We lost all connectivity to the region, not just the AZ we simulated as being ‘failed’.

The root (or should that be ‘route’ :-) ) cause of this behaviour is how the Transit Gateway routes traffic from on premise (via a VPN over DX) into the VPC. Traffic flows of this nature do not enter the VPC via the Transit Gateway attachment within the AZ for which the traffic is destined, instead the routing is handled by one Transit Gateway attachment. It is not possible to set preferred routes to control this behaviour, traffic could be sent via any Transit Gateway attachment. The summary is this is a limitation with the testing possible, and in the event of a true AZ failure the Transit Gateway attachment in the AZ shouldn’t still be live and therefore traffic would be re-routed elsewhere, to simulate this we temporarily removed the Transit Gateway attachment from the ‘failed’ AZ

Split brain in Pacemaker Clusters (impacted SAP HANA availability)

When failure was simulated via the ‘deny all’ NACLs it was observed that there was a random selection of which AZ each pacemaker cluster considered to be ‘live’. Some clusters considered the correct AZ to be live and shutdown their nodes in the ‘failed’ AZ (desired behaviour), whilst other clusters considered the ‘failed’ AZ to be live and shutdown the nodes that were supposed to be live (causing database downtime).

The root cause of this behaviour is that when the Pacemaker clusters lose network connectivity to each other each node independently tries to decide which is live, as each one can be independently be active or passive across the AZs in use. They use a combination of things to make this decision and if they consider themselves to be the ‘live’ node they ‘fence’ the other node by using the AWS API to power off the ‘lost’ node, in our case via a VPC endpoint. Our test conditions created a split brain and we saw random behaviour as a result.
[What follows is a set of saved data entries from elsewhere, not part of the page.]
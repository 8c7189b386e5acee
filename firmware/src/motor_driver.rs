//! モータードライバー
//!
//! TIM1の3相相補PWMとゲートドライバのフォルト入力をまとめ、`PwmSink` として高速コンテキストに渡します。

use ebike_foc::foc::PwmDuties;
use ebike_foc::ports::PwmSink;
use embassy_stm32::{
    gpio::Input,
    pac, peripherals,
    timer::{complementary_pwm::ComplementaryPwm, Channel},
};

/// 3相モータードライバー
pub struct MotorDriver {
    pwm: ComplementaryPwm<'static, peripherals::TIM1>,
    max_duty: u16,
    /// ゲートドライバのnFAULT（Lowでフォルト）
    fault: Input<'static>,
}

impl MotorDriver {
    /// # 引数
    /// * `pwm` - PWMペリフェラル（TIM1）
    /// * `fault` - ゲートドライバのnFAULT入力
    pub fn new(pwm: ComplementaryPwm<'static, peripherals::TIM1>, fault: Input<'static>) -> Self {
        let max_duty = pwm.get_max_duty();
        let mut driver = Self { pwm, max_duty, fault };
        driver.set_duty_uvw(0, 0, 0);
        driver.disable();
        driver
    }

    /// 更新イベントをTRGOに出力し、更新割り込みを有効化
    ///
    /// TRGOはADC1の電流サンプリング、更新割り込みは高速コンテキストの起動に使います。
    pub fn enable_update_events(&mut self) {
        let tim1 = pac::TIM1;
        tim1.cr2().modify(|w| w.set_mms(pac::timer::vals::Mms::UPDATE));
        tim1.sr().modify(|w| w.set_uif(false));
        tim1.dier().modify(|w| w.set_uie(true));
    }

    pub fn max_duty(&self) -> u16 {
        self.max_duty
    }

    fn set_duty_uvw(&mut self, duty_u: u16, duty_v: u16, duty_w: u16) {
        self.pwm.set_duty(Channel::Ch1, duty_u);
        self.pwm.set_duty(Channel::Ch2, duty_v);
        self.pwm.set_duty(Channel::Ch3, duty_w);
    }
}

impl PwmSink for MotorDriver {
    fn set_duties(&mut self, duties: PwmDuties) {
        let (u, v, w) = duties.to_compare(self.max_duty);
        self.set_duty_uvw(u, v, w);
    }

    fn enable(&mut self) {
        self.pwm.enable(Channel::Ch1);
        self.pwm.enable(Channel::Ch2);
        self.pwm.enable(Channel::Ch3);
    }

    fn disable(&mut self) {
        self.pwm.disable(Channel::Ch1);
        self.pwm.disable(Channel::Ch2);
        self.pwm.disable(Channel::Ch3);
    }

    fn gate_fault(&mut self) -> bool {
        self.fault.is_low()
    }
}

/// TIM1更新フラグをクリア
#[inline(always)]
pub fn clear_update_flag() {
    pac::TIM1.sr().modify(|w| w.set_uif(false));
}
In a real DR this shouldn’t be an issue as the nodes in the failed AZ won’t be there, but to avoid ‘split brain’ in testing we needed to ensure the ‘failed’ nodes couldn’t reach the EC2 VPC endpoint to fence the other nodes. This could be achieved through SGs on the VPC endpoint, or powering off the instances.

EFS Availability

EFS is a highly available service, and with mount points in each AZ the service for the systems within the VPC remained available, as long as you use the DNS entry for mounting (Route53 handles ensuring services in the AZ get the mount point in their AZ). However AWS recommendations outside the VPC are to use IP address for mount, which clearly doesn’t work for AZ simulation failure so is one to be aware of.

Unable to test FSx due to limitation in AWS Service

Amazon FSx is an AWS managed service, with availability of FSx controlled by making it a single or multi-AZ solution (the latter is active/passive). When failure of the AZ where FSx was passive was simulated there were no issues. When failure of the AZ where FSx was active was simulated systems lost access to the FSx.

The root cause of this behaviour is that the FSx is the design of the service. Only the primary node is available to serve traffic, the standby node is inaccessible. When the AZ that hosted the primary node was simulated as failed DNS was still pointing to the primary node, but it was inaccessible, behind the deny all NACL. The FSx didn’t’ fail over to the other AZ, because the FSx service was operating normally and still available, albeit nothing was connecting to it. It’s not possible to control failover of FSx from a user perspective.

If the entire AZ failed for real (e.g. fire, flood etc.) the FSx service would have failed over to the standby node. There are edge cases where all AZs could be online but network connectivity could be impaired (e.g. multiple severed network links) where this behaviour could be observed for real, however due to link diversity / resilience etc. built into the AWS backplane this is considered highly unlikely. AWS also advised altering throughput forces a failover and failback so this could be used for some form of test, although probably difficult to align with wider DR testing as likely to occur fairly quickly.

We retested with the following steps and we got the behaviour we expected, save for not being able to test FSx: -

  • Power off EC2 instances in the AZ being simulated as lost
  • Remove the Transit Gateway Attachment in the AZ being lost
  • Deny access to VPC endpoints in the AZ being simulated as lost
  • Block NACLs to subnets in the AZ being simulated as lost

--

--